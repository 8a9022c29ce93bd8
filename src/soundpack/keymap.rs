// Copyright (C) 2026 Michael Wilson <mike@mdwn.dev>
//
// This program is free software: you can redistribute it and/or modify it under
// the terms of the GNU General Public License as published by the Free Software
// Foundation, version 3.
//
// This program is distributed in the hope that it will be useful, but WITHOUT
// ANY WARRANTY; without even the implied warranty of MERCHANTABILITY or FITNESS
// FOR A PARTICULAR PURPOSE. See the GNU General Public License for more details.
//
// You should have received a copy of the GNU General Public License along with
// this program. If not, see <https://www.gnu.org/licenses/>.
//

//! Translation from physical key tokens to MechVibes key ids.
//!
//! Tokens follow the `KeyboardEvent.code` naming (`KeyQ`, `Digit1`, `ShiftLeft`).
//! MechVibes ids are the scan codes its pack editor records, as strings.

/// Returns the MechVibes key id for a key token, if the token has one.
pub fn sound_pack_key_id(token: &str) -> Option<&'static str> {
    let id = match token {
        "Escape" => "1",
        "Digit1" => "2",
        "Digit2" => "3",
        "Digit3" => "4",
        "Digit4" => "5",
        "Digit5" => "6",
        "Digit6" => "7",
        "Digit7" => "8",
        "Digit8" => "9",
        "Digit9" => "10",
        "Digit0" => "11",
        "Minus" => "12",
        "Equal" => "13",
        "Backspace" => "14",
        "Tab" => "15",
        "KeyQ" => "16",
        "KeyW" => "17",
        "KeyE" => "18",
        "KeyR" => "19",
        "KeyT" => "20",
        "KeyY" => "21",
        "KeyU" => "22",
        "KeyI" => "23",
        "KeyO" => "24",
        "KeyP" => "25",
        "BracketLeft" => "26",
        "BracketRight" => "27",
        "Enter" => "28",
        "ControlLeft" => "29",
        "KeyA" => "30",
        "KeyS" => "31",
        "KeyD" => "32",
        "KeyF" => "33",
        "KeyG" => "34",
        "KeyH" => "35",
        "KeyJ" => "36",
        "KeyK" => "37",
        "KeyL" => "38",
        "Semicolon" => "39",
        "Quote" => "40",
        "Backquote" => "41",
        "ShiftLeft" => "42",
        "Backslash" => "43",
        "KeyZ" => "44",
        "KeyX" => "45",
        "KeyC" => "46",
        "KeyV" => "47",
        "KeyB" => "48",
        "KeyN" => "49",
        "KeyM" => "50",
        "Comma" => "51",
        "Period" => "52",
        "Slash" => "53",
        "ShiftRight" => "54",
        "NumpadMultiply" => "55",
        "AltLeft" => "56",
        "Space" => "57",
        "CapsLock" => "58",
        "F1" => "59",
        "F2" => "60",
        "F3" => "61",
        "F4" => "62",
        "F5" => "63",
        "F6" => "64",
        "F7" => "65",
        "F8" => "66",
        "F9" => "67",
        "F10" => "68",
        "NumLock" => "69",
        "Numpad7" => "71",
        "Numpad8" => "72",
        "Numpad9" => "73",
        "NumpadSubtract" => "74",
        "Numpad4" => "75",
        "Numpad5" => "76",
        "Numpad6" => "77",
        "NumpadAdd" => "78",
        "Numpad1" => "79",
        "Numpad2" => "80",
        "Numpad3" => "81",
        "Numpad0" => "82",
        "NumpadDecimal" => "83",
        "F11" => "87",
        "F12" => "88",
        "NumpadEnter" => "3612",
        "ControlRight" => "3613",
        "NumpadDivide" => "3637",
        "ArrowUp" => "3639",
        "AltRight" => "3640",
        "PageUp" => "3653",
        "Home" => "3655",
        "End" => "3657",
        "ArrowLeft" => "3663",
        "ArrowDown" => "3665",
        "Insert" => "3666",
        "PageDown" => "3667",
        "Delete" => "3675",
        "ArrowRight" => "3677",
        _ => return None,
    };
    Some(id)
}

/// Returns the main keyboard token a numpad token shares its sound with.
pub fn main_keyboard_equivalent(token: &str) -> Option<&'static str> {
    let equivalent = match token {
        "Numpad0" => "Digit0",
        "Numpad1" => "Digit1",
        "Numpad2" => "Digit2",
        "Numpad3" => "Digit3",
        "Numpad4" => "Digit4",
        "Numpad5" => "Digit5",
        "Numpad6" => "Digit6",
        "Numpad7" => "Digit7",
        "Numpad8" => "Digit8",
        "Numpad9" => "Digit9",
        "NumpadDecimal" => "Period",
        "NumpadAdd" => "Equal",
        "NumpadSubtract" => "Minus",
        "NumpadMultiply" => "Digit8",
        "NumpadDivide" => "Slash",
        "NumpadEnter" => "Enter",
        _ => return None,
    };
    Some(equivalent)
}

/// Translates a key token for a pack. Packs without numpad sounds play the
/// main keyboard sound for numpad keys.
pub fn translate(token: &str, includes_numpad: bool) -> Option<&'static str> {
    if !includes_numpad {
        if let Some(equivalent) = main_keyboard_equivalent(token) {
            return sound_pack_key_id(equivalent);
        }
    }
    sound_pack_key_id(token)
}
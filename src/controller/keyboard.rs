// Copyright (C) 2026 Michael Wilson <mike@mdwn.dev>
//
// This program is free software: you can redistribute it and/or modify it under
// the terms of the GNU General Public License as published by the Free Software
// Foundation, version 3.
//
// This program is distributed in the hope that it will be useful, but WITHOUT
// ANY WARRANTY; without even the implied warranty of MERCHANTABILITY or FITNESS
// FOR A PARTICULAR PURPOSE. See the GNU General Public License for more details.
//
// You should have received a copy of the GNU General Public License along with
// this program. If not, see <https://www.gnu.org/licenses/>.
//
use std::io;

use tokio::{sync::mpsc::Sender, task::JoinHandle};
use tracing::{info, span, warn, Level};

use super::Event;

const DOWN: &str = "down";
const UP: &str = "up";
const MESSAGE: &str = "message";
const SUSPEND: &str = "suspend";
const RESUME: &str = "resume";
const RELOAD: &str = "reload";
const SELECT: &str = "select";
const REMOVE: &str = "remove";
const LIST: &str = "list";
const QUIT: &str = "quit";

/// What a line of input asks for.
#[derive(Debug, PartialEq)]
enum Input {
    Events(Vec<Event>),
    Quit,
    Unrecognized,
}

/// A driver that reads key transitions and commands from stdin, one per line.
/// A bare key token is a full press, a down followed by an up.
pub struct Driver {}

impl Driver {
    pub fn new() -> Driver {
        Driver {}
    }

    fn parse(line: &str) -> Input {
        let words: Vec<&str> = line.split_whitespace().collect();
        let events = match words.as_slice() {
            [] => vec![],
            [command, token] if command.eq_ignore_ascii_case(DOWN) => {
                vec![Event::KeyDown(token.to_string())]
            }
            [command, token] if command.eq_ignore_ascii_case(UP) => {
                vec![Event::KeyUp(token.to_string())]
            }
            [command, id] if command.eq_ignore_ascii_case(SELECT) => {
                vec![Event::Select(id.to_string())]
            }
            [command, id] if command.eq_ignore_ascii_case(REMOVE) => {
                vec![Event::Remove(id.to_string())]
            }
            [command] => match command.to_lowercase().as_str() {
                MESSAGE => vec![Event::SendMessage],
                SUSPEND => vec![Event::Suspend],
                RESUME => vec![Event::Resume],
                RELOAD => vec![Event::Reload],
                LIST => vec![Event::List],
                QUIT => return Input::Quit,
                DOWN | UP | SELECT | REMOVE => return Input::Unrecognized,
                _ => vec![
                    Event::KeyDown(command.to_string()),
                    Event::KeyUp(command.to_string()),
                ],
            },
            _ => return Input::Unrecognized,
        };
        Input::Events(events)
    }

    /// Reads and dispatches one line. Returns false once input is exhausted.
    fn monitor_io<R, W>(
        events_tx: &Sender<Event>,
        mut reader: R,
        mut writer: W,
    ) -> Result<bool, io::Error>
    where
        R: io::BufRead,
        W: io::Write,
    {
        write!(writer, "> ")?;
        writer.flush()?;
        let mut input = String::default();
        if reader.read_line(&mut input)? == 0 {
            return Ok(false);
        }

        match Self::parse(&input) {
            Input::Events(events) => {
                for event in events {
                    events_tx
                        .blocking_send(event)
                        .map_err(|e| io::Error::new(io::ErrorKind::Other, e))?;
                }
                Ok(true)
            }
            Input::Quit => Ok(false),
            Input::Unrecognized => {
                warn!(input = input.trim(), "Unrecognized input");
                Ok(true)
            }
        }
    }
}

impl Default for Driver {
    fn default() -> Self {
        Self::new()
    }
}

impl super::Driver for Driver {
    fn monitor_events(&self, events_tx: Sender<Event>) -> JoinHandle<Result<(), io::Error>> {
        tokio::task::spawn_blocking(move || {
            let span = span!(Level::INFO, "keyboard driver");
            let _enter = span.enter();

            info!("Keyboard driver started.");

            while Self::monitor_io(&events_tx, io::stdin().lock(), io::stdout())? {}

            info!("Keyboard driver stopped.");
            Ok(())
        })
    }
}
impl AudioBufferCache {
    /// Creates an empty cache. Audio is decoded through the given context.
    pub fn new(
        context: AudioContextManager,
        selection: ActiveSoundPackSelection,
    ) -> AudioBufferCache {
        AudioBufferCache {
            context,
            selection,
            entries: HashMap::new(),
        }
    }

    fn decode(&self, id: &str, locator: &SourceLocator) -> Result<DecodedAudioAsset, CacheError> {
        let bytes = locator
            .fetch()
            .ok_or_else(|| CacheError::Unavailable(id.to_string()))??;
        let audio = self.context.decode(bytes, locator.hint())?;
        Ok(DecodedAudioAsset {
            id: id.to_string(),
            audio,
        })
    }

    /// Decodes the audio and registers it under the id, replacing any previous
    /// buffer. On failure the previous entry is left as it was.
    pub fn store(
        &mut self,
        id: &str,
        locator: SourceLocator,
    ) -> Result<DecodedAudioAsset, CacheError> {
        let asset = self.decode(id, &locator)?;

        let previous = self.entries.insert(
            id.to_string(),
            Entry {
                asset: Some(asset.clone()),
                locator: Some(locator.clone()),
            },
        );
        if let Some(previous) = previous.and_then(|entry| entry.locator) {
            if !previous.same_as(&locator) {
                previous.revoke();
            }
        }

        info!(
            id,
            duration_ms = asset.audio().duration().as_millis(),
            "Sound pack audio stored"
        );
        Ok(asset)
    }

    /// Gets the decoded buffer if it is present.
    pub fn get(&self, id: &str) -> Option<DecodedAudioAsset> {
        self.entries.get(id).and_then(|entry| entry.asset.clone())
    }

    /// Gets the decoded buffer, decoding it again from its locator if it was evicted.
    pub fn ensure_decoded(&mut self, id: &str) -> Result<DecodedAudioAsset, CacheError> {
        let locator = match self.entries.get(id) {
            Some(Entry {
                asset: Some(asset), ..
            }) => return Ok(asset.clone()),
            Some(Entry {
                asset: None,
                locator: Some(locator),
            }) => locator.clone(),
            _ => return Err(CacheError::Unavailable(id.to_string())),
        };

        debug!(id, "Decoding evicted sound pack audio");
        let asset = self.decode(id, &locator)?;
        if let Some(entry) = self.entries.get_mut(id) {
            entry.asset = Some(asset.clone());
        }
        Ok(asset)
    }

    /// Releases the buffer and revokes the locator. Clears the selection if it
    /// pointed at the id.
    pub fn remove(&mut self, id: &str) -> bool {
        let removed = match self.entries.remove(id) {
            Some(entry) => {
                if let Some(locator) = entry.locator {
                    locator.revoke();
                }
                true
            }
            None => false,
        };
        if self.selection.clear_if(id) {
            debug!(id, "Cleared selection of removed sound pack");
        }
        removed
    }

    /// Drops the decoded buffer but keeps the locator.
    pub fn evict(&mut self, id: &str) -> bool {
        self.entries
            .get_mut(id)
            .map(|entry| entry.asset.take().is_some())
            .unwrap_or(false)
    }

    /// Drops every decoded buffer. Returns how many were dropped.
    pub fn evict_all(&mut self) -> usize {
        self.entries
            .values_mut()
            .filter_map(|entry| entry.asset.take())
            .count()
    }

    /// Registers a locator without decoding it, as after a restart.
    pub fn register_evicted(&mut self, id: &str, locator: SourceLocator) {
        let previous = self.entries.insert(
            id.to_string(),
            Entry {
                asset: None,
                locator: Some(locator.clone()),
            },
        );
        if let Some(previous) = previous.and_then(|entry| entry.locator) {
            if !previous.same_as(&locator) {
                previous.revoke();
            }
        }
    }

    pub fn contains(&self, id: &str) -> bool {
        self.entries.contains_key(id)
    }

    /// Ids of every entry, sorted.
    pub fn ids(&self) -> Vec<String> {
        let mut ids: Vec<String> = self.entries.keys().cloned().collect();
        ids.sort();
        ids
    }

    /// Ids of entries whose buffer isn't decoded, sorted.
    pub fn evicted_ids(&self) -> Vec<String> {
        let mut ids: Vec<String> = self
            .entries
            .iter()
            .filter(|(_, entry)| entry.asset.is_none())
            .map(|(id, _)| id.clone())
            .collect();
        ids.sort();
        ids
    }

    /// The locator of an entry.
    pub fn locator(&self, id: &str) -> Option<SourceLocator> {
        self.entries.get(id).and_then(|entry| entry.locator.clone())
    }

    /// Bytes held by decoded buffers.
    pub fn memory_usage(&self) -> usize {
        self.entries
            .values()
            .filter_map(|entry| entry.asset.as_ref())
            .map(|asset| asset.audio.memory_size())
            .sum()
    }
}

impl std::fmt::Debug for AudioBufferCache {
    fn fmt(&self, f: &mut std::fmt::Formatter<'_>) -> std::fmt::Result {
        f.debug_struct("AudioBufferCache")
            .field("entries", &self.entries.len())
            .field("total_memory_kb", &(self.memory_usage() / 1024))
            .finish()
    }
}
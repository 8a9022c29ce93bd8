// Copyright (C) 2026 Michael Wilson <mike@mdwn.dev>
//
// This program is free software: you can redistribute it and/or modify it under
// the terms of the GNU General Public License as published by the Free Software
// Foundation, version 3.
//
// This program is distributed in the hope that it will be useful, but WITHOUT
// ANY WARRANTY; without even the implied warranty of MERCHANTABILITY or FITNESS
// FOR A PARTICULAR PURPOSE. See the GNU General Public License for more details.
//
// You should have received a copy of the GNU General Public License along with
// this program. If not, see <https://www.gnu.org/licenses/>.
//

/// Typed error for config load/parse failures so callers can distinguish
/// e.g. file-not-found from parse errors without string matching.
#[derive(Debug, thiserror::Error)]
pub enum ConfigError {
    #[error("Config load/parse error: {0}")]
    Load(#[from] config::ConfigError),

    #[error("Settings I/O error: {0}")]
    Io(#[from] std::io::Error),

    #[error("Settings format error: {0}")]
    Json(#[from] serde_json::Error),

    #[error("Invalid config value for {field}: {reason}")]
    Invalid { field: &'static str, reason: String },
}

*What needs to be done*
Where does the word "parse" appear in the records? Copy every line that holds it.

*Result of the task*
    fn parse(line: &str) -> Input {
        match Self::parse(&input) {
/// Typed error for config load/parse failures so callers can distinguish
/// e.g. file-not-found from parse errors without string matching.
    #[error("Config load/parse error: {0}")]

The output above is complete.